## Problem to solve
Wherever "Rotation" turns up in a line of the entries below, that line counts. Say how many such lines there are, with no other words.

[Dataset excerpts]
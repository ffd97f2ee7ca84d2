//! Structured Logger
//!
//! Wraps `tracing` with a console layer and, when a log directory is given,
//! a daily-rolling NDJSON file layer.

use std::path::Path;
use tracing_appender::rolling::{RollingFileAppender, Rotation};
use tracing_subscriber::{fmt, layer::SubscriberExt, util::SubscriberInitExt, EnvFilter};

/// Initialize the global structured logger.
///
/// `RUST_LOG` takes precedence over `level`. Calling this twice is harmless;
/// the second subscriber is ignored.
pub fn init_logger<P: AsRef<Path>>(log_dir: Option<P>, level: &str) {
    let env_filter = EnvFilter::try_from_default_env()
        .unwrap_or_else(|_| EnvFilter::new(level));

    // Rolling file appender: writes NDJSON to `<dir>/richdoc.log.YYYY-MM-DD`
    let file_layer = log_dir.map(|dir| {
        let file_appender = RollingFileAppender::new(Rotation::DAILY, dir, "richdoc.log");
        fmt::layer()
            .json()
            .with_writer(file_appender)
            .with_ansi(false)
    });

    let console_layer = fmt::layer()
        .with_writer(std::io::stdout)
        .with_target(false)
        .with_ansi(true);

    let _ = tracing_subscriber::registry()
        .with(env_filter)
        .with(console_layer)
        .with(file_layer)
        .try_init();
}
==
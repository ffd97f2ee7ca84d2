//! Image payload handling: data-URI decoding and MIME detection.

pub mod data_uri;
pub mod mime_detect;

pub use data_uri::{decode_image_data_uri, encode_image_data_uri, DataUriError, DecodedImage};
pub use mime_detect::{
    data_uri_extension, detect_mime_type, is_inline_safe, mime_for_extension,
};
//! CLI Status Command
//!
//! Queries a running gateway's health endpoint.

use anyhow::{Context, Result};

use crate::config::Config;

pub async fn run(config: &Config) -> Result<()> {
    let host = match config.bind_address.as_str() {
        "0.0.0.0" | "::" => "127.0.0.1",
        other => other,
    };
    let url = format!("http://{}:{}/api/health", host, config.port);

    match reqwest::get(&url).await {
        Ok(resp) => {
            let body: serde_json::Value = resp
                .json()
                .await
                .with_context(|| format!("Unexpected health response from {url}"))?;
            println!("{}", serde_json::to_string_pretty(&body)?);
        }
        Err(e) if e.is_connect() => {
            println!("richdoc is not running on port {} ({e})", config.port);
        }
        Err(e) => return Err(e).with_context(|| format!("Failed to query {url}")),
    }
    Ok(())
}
---
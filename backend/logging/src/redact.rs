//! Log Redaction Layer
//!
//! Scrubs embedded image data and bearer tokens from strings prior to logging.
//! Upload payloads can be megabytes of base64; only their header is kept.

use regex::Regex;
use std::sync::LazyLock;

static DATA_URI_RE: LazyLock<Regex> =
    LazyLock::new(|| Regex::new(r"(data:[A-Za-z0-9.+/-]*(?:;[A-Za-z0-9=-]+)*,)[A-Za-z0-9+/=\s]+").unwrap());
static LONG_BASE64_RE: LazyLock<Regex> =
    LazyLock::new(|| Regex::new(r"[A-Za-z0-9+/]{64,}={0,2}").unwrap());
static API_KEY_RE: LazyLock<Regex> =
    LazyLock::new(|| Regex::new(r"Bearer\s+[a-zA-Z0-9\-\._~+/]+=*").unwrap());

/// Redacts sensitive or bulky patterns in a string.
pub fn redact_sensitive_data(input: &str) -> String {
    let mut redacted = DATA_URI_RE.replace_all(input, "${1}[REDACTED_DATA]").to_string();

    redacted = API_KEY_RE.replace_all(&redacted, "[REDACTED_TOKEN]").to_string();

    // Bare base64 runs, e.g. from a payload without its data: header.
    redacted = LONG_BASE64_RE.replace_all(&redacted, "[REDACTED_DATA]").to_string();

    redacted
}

## Response box
2